Yesterday, I waited for the call from customer service. 8am … 9am… 10am… While on the phone to a paying client, the customer service centre called to say that he would come, but called from a witheld number, not allowing me to return and cancel the visit.

According to my twitter feed, I then spent over an hour trying to talk to someone at DELL to cancel the engineer. The first call was made just after 10am and was put into a queue… after 30 minutes with no indication that I was progressing through the queue, I hung up and redialled.

Finally after 5 calls, 9 receptionists and over 50 minutes on hold, I spoke to someone. This agent assured me that I did not have to cancel the call, but instead I could reschedule for the following day. This later turned out to be completely false it seems.

I then spent the rest of the day in pre-arranged meetings offsite.
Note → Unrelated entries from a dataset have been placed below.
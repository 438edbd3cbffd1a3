//! The expression interpreter.
//!
//! Evaluation is a single recursive `match` over [`Expr`]. Children are
//! evaluated left to right; `&&`, `||`, `if` and `is ... in` are the only
//! nodes that skip a child.

pub(crate) mod ops;


use crate::ast::Expr;
use crate::config::EvaluationLimits;
use crate::error::EvalError;
use crate::extensions::ExtensionFunction;
use crate::traits::EntitySource;
use crate::types::{Record, Request, Value};

/// Evaluates expressions against one request and one entity store.
///
/// Holds only borrows and keeps no state between calls.
pub struct Evaluator<'e, S: EntitySource + ?Sized> {
    request: &'e Request,
    entities: &'e S,
    limits: EvaluationLimits,
}

impl<'e, S: EntitySource + ?Sized> Evaluator<'e, S> {
    pub fn new(request: &'e Request, entities: &'e S) -> Self {
        Evaluator {
            request,
            entities,
            limits: EvaluationLimits::default(),
        }
    }

    pub fn with_limits(mut self, limits: EvaluationLimits) -> Self {
        self.limits = limits;
        self
    }

    pub fn evaluate(&self, expr: &Expr) -> Result<Value, EvalError> {
        self.interpret(expr, 0)
    }

    /// Evaluate and require a Boolean result.
    pub fn evaluate_bool(&self, expr: &Expr) -> Result<bool, EvalError> {
        self.evaluate(expr)?.as_bool()
    }

    fn interpret(&self, expr: &Expr, depth: usize) -> Result<Value, EvalError> {
        if depth > self.limits.max_depth {
            return Err(EvalError::RecursionLimit {
                max: self.limits.max_depth,
            });
        }
        let next = depth + 1;

        match expr {
            Expr::Literal(value) => Ok(value.clone()),
            Expr::Var(var) => self.request.lookup(*var),
            Expr::GetAttr { expr, attr } => {
                let base = self.interpret(expr, next)?;
                ops::get_attr(&base, attr, self.entities)
            }
            Expr::HasAttr { expr, attr } => {
                let base = self.interpret(expr, next)?;
                ops::has_attr(&base, attr, self.entities).map(Value::Bool)
            }
            Expr::And { left, right } => {
                if !self.interpret(left, next)?.as_bool()? {
                    return Ok(Value::Bool(false));
                }
                self.interpret(right, next)?.as_bool().map(Value::Bool)
            }
            Expr::Or { left, right } => {
                if self.interpret(left, next)?.as_bool()? {
                    return Ok(Value::Bool(true));
                }
                self.interpret(right, next)?.as_bool().map(Value::Bool)
            }
            Expr::If {
                cond,
                then_expr,
                else_expr,
            } => {
                if self.interpret(cond, next)?.as_bool()? {
                    self.interpret(then_expr, next)
                } else {
                    self.interpret(else_expr, next)
                }
            }
            Expr::UnaryApp { op, arg } => {
                let arg = self.interpret(arg, next)?;
                ops::apply_unary(*op, &arg)
            }
            Expr::BinaryApp { op, left, right } => {
                let left = self.interpret(left, next)?;
                let right = self.interpret(right, next)?;
                ops::apply_binary(*op, &left, &right, self.entities)
            }
            Expr::Is { expr, entity_type } => {
                let value = self.interpret(expr, next)?;
                ops::is_type(&value, entity_type).map(Value::Bool)
            }
            Expr::IsIn {
                expr,
                entity_type,
                parent,
            } => {
                let value = self.interpret(expr, next)?;
                if !ops::is_type(&value, entity_type)? {
                    return Ok(Value::Bool(false));
                }
                let parent = self.interpret(parent, next)?;
                ops::entity_in(&value, &parent, self.entities).map(Value::Bool)
            }
            Expr::Like { expr, pattern } => {
                let value = self.interpret(expr, next)?;
                ops::like(&value, pattern).map(Value::Bool)
            }
            Expr::Set(elems) => {
                let values = elems
                    .iter()
                    .map(|elem| self.interpret(elem, next))
                    .collect::<Result<Vec<_>, _>>()?;
                Ok(Value::set(values))
            }
            Expr::Record(fields) => {
                let mut record = Record::new();
                for (name, field) in fields {
                    record.insert(name.clone(), self.interpret(field, next)?);
                }
                Ok(Value::Record(record))
            }
            Expr::ExtensionCall { function, args } => {
                let function = ExtensionFunction::lookup(function)?;
                let args = args
                    .iter()
                    .map(|arg| self.interpret(arg, next))
                    .collect::<Result<Vec<_>, _>>()?;
                function.call(&args)
            }
        }
    }
}

/// Evaluate `expr` with default limits.
pub fn evaluate<S>(expr: &Expr, request: &Request, entities: &S) -> Result<Value, EvalError>
where
    S: EntitySource + ?Sized,
{
    Evaluator::new(request, entities).evaluate(expr)
}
From what I can gather, the engineer never heard from DELL and turned up anyway. He called, but left no message.

Last night I received a call that the engineer would not be turning up on Wednesday, but after I explained the earlier call, they looked at the system and said that they would.

Today, I called DELL just to check if the engineer was coming. The response was that since the technician had tried to call yesterday, I had to rearrange for tomorrow. Seems that my call had gone to a different call centre and it was assigned to a different case number and basically, they had no idea.

Of course now that I am a frustrated customer, they can magically guarantee that the call will be in the morning, which if they had done yesterday, I would have been here! Today’s call was over 30 minutes.

Now I wait, with a DELL laptop that has been malfunctioning for over a week and a half. The outsourced customer service people don’t care about the long term damage they do to the DELL brand, the marketing directors and brand teams should know just how detrimental these events can be.

Lines like “next time you call DELL it will be better” are priceless. I don’t want to call DELL – I want a computer that does what it was sold to do.

So now I wait to see if they can get someone to fix the computer tomorrow. It means I have to postpone more meetings, but don’t worry. I will be informing my clients that the reason they can not be looked after is because my supplier DELL let me down.

Last week I got a customer service survey from Pay-Pal that asked if my experience with them had caused me financial loss. It was a bold question to ask, but showed that they understand that phrases like “we are sorry for the inconvenience” don’t really go far enough.

An inconvenience is a bus being late, or a plate of soup being too cold. An inconvenience is having to wait in line at a supermarket checkout or an internet transaction for a CD failing. This is my production line, my shop-front, my supply chain…

This is a buying decision that is not to be taken lightly and DELL are going to have to work very very hard to regain any brand loyalty they might have had from me.